La Commissione europea ha in programma di presentare una serie di riduzioni significative nella normativa dell’Unione Europea relativa al reporting ambientale, con l’obiettivo dichiarato di ridurre la burocrazia a carico delle imprese e supportare l’economia del blocco che sta affrontando difficoltà. Questo emerge da una parte di una bozza della futura legislazione omnibus, come riportato da POLITICO. Le proposte suggerirebbero l’esenzione di numerose aziende dall’obbligo di conformarsi alle normative sul reporting di sostenibilità, mantenendo solo le più grandi sotto questi regolamenti. Parallelamente, i requisiti per vigilare sugli abusi ambientali e sui diritti umani nelle catene di approvvigionamento globali potrebbero subire significative riduzioni.
Tale proposta legislativa era molto attesa e potrebbe portare sollievo a molte aziende, preoccupate dagli standard di reporting ambientali che considerano complessi e sovrapposti, richiedendo investimenti rilevanti per la conformità. Tuttavia, è prevedibile che queste modifiche incontreranno l’opposizione di gruppi ecologisti e di centro-sinistra, predisponendo la scena per dibattiti accesi nel Parlamento europeo e fra gli Stati membri. Maria van der Heide, responsabile politica dell’UE presso l’ONG ShareAction, ha stigmatizzato la proposta definendola “un’azione irresponsabile”, sottolineando la deregolamentazione sotto mentite spoglie di semplificazione.
La legge omnibus, che dovrebbe essere presentata ufficialmente il 26 febbraio, punta a semplificare tre normative ambientali cardine: la direttiva sul reporting di sostenibilità aziendale (CSRD) che obbliga le imprese a documentare il loro impatto ambientale e il rischio climatico; la direttiva sulla diligenza dovuta in merito alla sostenibilità (CSDDD) che impone alle imprese di individuare e contrastare abusi nelle loro catene di approvvigionamento; e la tassonomia dell’UE che determina cosa si qualifica come investimento sostenibile. Inoltre, modifiche al sistema di tassazione delle frontiere sul carbonio potrebbero essere incluse ma non sono state confermate nel documento trapelato.

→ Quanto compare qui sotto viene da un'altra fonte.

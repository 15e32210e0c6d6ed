use actix_web::{error::ResponseError, http::StatusCode, HttpResponse};
use ledger_core::Error as LedgerError;
use serde_json::json;
use thiserror::Error;
use tracing::error;

pub type Result<T> = std::result::Result<T, ApiError>;

#[derive(Error, Debug)]
pub enum ApiError {
    #[error(transparent)]
    Ledger(#[from] LedgerError),

    #[error("unauthorized")]
    Unauthorized,
}

impl ResponseError for ApiError {
    fn error_response(&self) -> HttpResponse {
        let status_code = self.status_code();

        // infrastructure details stay in the logs, not in the response
        let message = match self {
            ApiError::Ledger(err) if !err.is_domain() => {
                error!("internal error: {}", err);
                "internal error".to_string()
            }
            other => other.to_string(),
        };

        HttpResponse::build(status_code).json(json!({
            "error": {
                "code": status_code.as_u16(),
                "message": message,
                "type": self.error_type()
            }
        }))
    }

    fn status_code(&self) -> StatusCode {
        match self {
            ApiError::Unauthorized => StatusCode::FORBIDDEN,
            ApiError::Ledger(err) => match err {
                LedgerError::BadParameter(_) => StatusCode::BAD_REQUEST,
                LedgerError::InvalidCurrency(_) => StatusCode::BAD_REQUEST,
                LedgerError::UserNotFound => StatusCode::NOT_FOUND,
                LedgerError::NotEnoughMoney => StatusCode::PAYMENT_REQUIRED,
                LedgerError::InvalidState => StatusCode::CONFLICT,
                _ => StatusCode::INTERNAL_SERVER_ERROR,
            },
        }
    }
}

impl ApiError {
    fn error_type(&self) -> &str {
        match self {
            ApiError::Unauthorized => "unauthorized",
            ApiError::Ledger(err) => match err {
                LedgerError::BadParameter(_) => "bad_parameter",
                LedgerError::InvalidCurrency(_) => "invalid_currency",
                LedgerError::UserNotFound => "user_not_found",
                LedgerError::NotEnoughMoney => "not_enough_money",
                LedgerError::InvalidState => "invalid_state",
                _ => "internal_error",
            },
        }
    }
}

#[cfg(test)]
mod tests {
    use super::*;

    #[test]
    fn test_status_mapping() {
        let cases = [
            (
                ApiError::from(LedgerError::BadParameter("value")),
                StatusCode::BAD_REQUEST,
            ),
            (
                ApiError::from(LedgerError::UserNotFound),
                StatusCode::NOT_FOUND,
            ),
            (
                ApiError::from(LedgerError::NotEnoughMoney),
                StatusCode::PAYMENT_REQUIRED,
            ),
            (
                ApiError::from(LedgerError::InvalidState),
                StatusCode::CONFLICT,
            ),
            (
                ApiError::from(LedgerError::InvalidCurrency("XXX".into())),
                StatusCode::BAD_REQUEST,
            ),
            (ApiError::Unauthorized, StatusCode::FORBIDDEN),
        ];
        for (err, status) in cases {
            assert_eq!(err.status_code(), status, "{err}");
        }
    }

    #[test]
    fn test_internal_errors_stay_opaque() {
        let err = ApiError::from(LedgerError::Database {
            step: "lock balance",
            source: sqlx_row_not_found(),
        });
        assert_eq!(err.status_code(), StatusCode::INTERNAL_SERVER_ERROR);
        assert_eq!(err.error_type(), "internal_error");
    }

    fn sqlx_row_not_found() -> sqlx::Error {
        sqlx::Error::RowNotFound
    }
}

La proposta prevede otto emendamenti, con una significativa riduzione delle regole di diligenza, limitando il monitoraggio ai soli fornitori diretti evitando di esaminare l’intera catena di approvvigionamento. Nel contesto della CSRD, i cambiamenti suggeriti porterebbero a un rinvio di un anno nell’attuazione della normativa, e solo le grandi aziende, con più di 1.000 dipendenti e un fatturato di oltre €450 milioni, resterebbero soggette alle regole. Attualmente, le norme vigenti si applicano alle imprese con almeno 50 dipendenti e un fatturato di €8 milioni dal 2026.
Quando rese pubbliche, le proposte dovranno ottenere l’approvazione degli Stati membri nel Consiglio dell’UE e dei rappresentanti del Parlamento europeo. Per quanto riguarda i nuovi criteri di diligenza, le aziende non sarebbero più obbligate a supervisionare oltre i partner commerciali diretti, e la frequenza del monitoraggio sarebbe ridotta drasticamente da annuale a quinquennale. Inoltre, le aziende non saranno più tenute a interrompere i rapporti con fornitori recalcitranti e il regime di responsabilità a livello dell’UE potrebbe essere eliminato, lasciando alle leggi nazionali la gestione di eventuali violazioni.
La definizione di “parte interessata” verrebbe anche ristretta, limitando il numero di soggetti e comunità che le imprese devono considerare nelle loro attività di diligenza. Infine, le regole riguardanti le sanzioni per mancato rispetto delle normative verrebbero modificate, eliminando il legame diretto con il fatturato aziendale. Questi cambiamenti, se approvati, rappresenterebbero una significativa trasformazione del quadro normativo europeo in materia ambientale.